Regarding personal choice, well, I think it's a good thing all things being equal, but rights are not the basic starting point of Marxist ethics (such as they are), consequentialism is. China made errors with its one child policy (see all the infanticide people committed in response), but that does not mean such a policy is deontologically wrong jn any circumstance. Of course, if most people want to reproduce, that indicates by normal Marxist metrics that society is not ready to let itself die. If it is overwhelmingly popular that all reproduction end, I likewise see no reason why the remainder should be entitled to have children.

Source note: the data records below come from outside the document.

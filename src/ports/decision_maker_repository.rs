//! Decision maker and peer comparison repository ports.

use async_trait::async_trait;

use crate::domain::foundation::{DecisionMakerId, DomainError};
use crate::domain::panel::{DecisionMaker, DecisionMakerPriority, PeerComparison};

/// Repository port for decision makers.
#[async_trait]
pub trait DecisionMakerRepository: Send + Sync {
    /// Insert or replace a decision maker.
    async fn save(&self, decision_maker: &DecisionMaker) -> Result<(), DomainError>;

    /// Find a decision maker by ID.
    async fn find_by_id(&self, id: &DecisionMakerId) -> Result<Option<DecisionMaker>, DomainError>;

    /// All decision makers in insertion order. This is the matrix order.
    async fn list(&self) -> Result<Vec<DecisionMaker>, DomainError>;

    /// Overwrite the priority of every decision maker in one write.
    ///
    /// Decision makers not listed are reset to `None`.
    async fn replace_priorities(&self, priorities: &[DecisionMakerPriority]) -> Result<(), DomainError>;

    /// Delete a decision maker.
    async fn delete(&self, id: &DecisionMakerId) -> Result<(), DomainError>;
}

/// Repository port for directed peer comparisons.
#[async_trait]
pub trait PeerComparisonRepository: Send + Sync {
    /// Upsert the comparison of `master` over `target`.
    async fn save(&self, comparison: &PeerComparison) -> Result<(), DomainError>;

    /// All stored comparisons.
    async fn list(&self) -> Result<Vec<PeerComparison>, DomainError>;

    /// Delete every comparison naming the decision maker on either side.
    async fn delete_by_decision_maker(&self, id: &DecisionMakerId) -> Result<(), DomainError>;
}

To prevent some particular group from reproducing is of course discriminatory, but if it's everyone, then that circles around to it being a matter of individual rights and those are less fundamental than democracy.
Or you can take the semi-optimistic view of transhumanism having the potential to bail us out of this problem, which I don't agree with personally but don't find fundamentally unreasonable.
you mean in the Hindu/Buddhist sense? if we're talking post-communism, it's such a different society from the one we live in that I don't think it's valuable to speculate on what we will need to do once we get there. but yeag, I get you and I'm also not trying to convince anyone and I apprentice the explanation.
Yeah, I mean I would probably ascribe an even more essential position to suffering than the traditional Buddhist account does (which emphasizes inevitability more than an essentiality that exists at the core of personal experience) but there is 100% an influence from Hinduism and Buddhism here.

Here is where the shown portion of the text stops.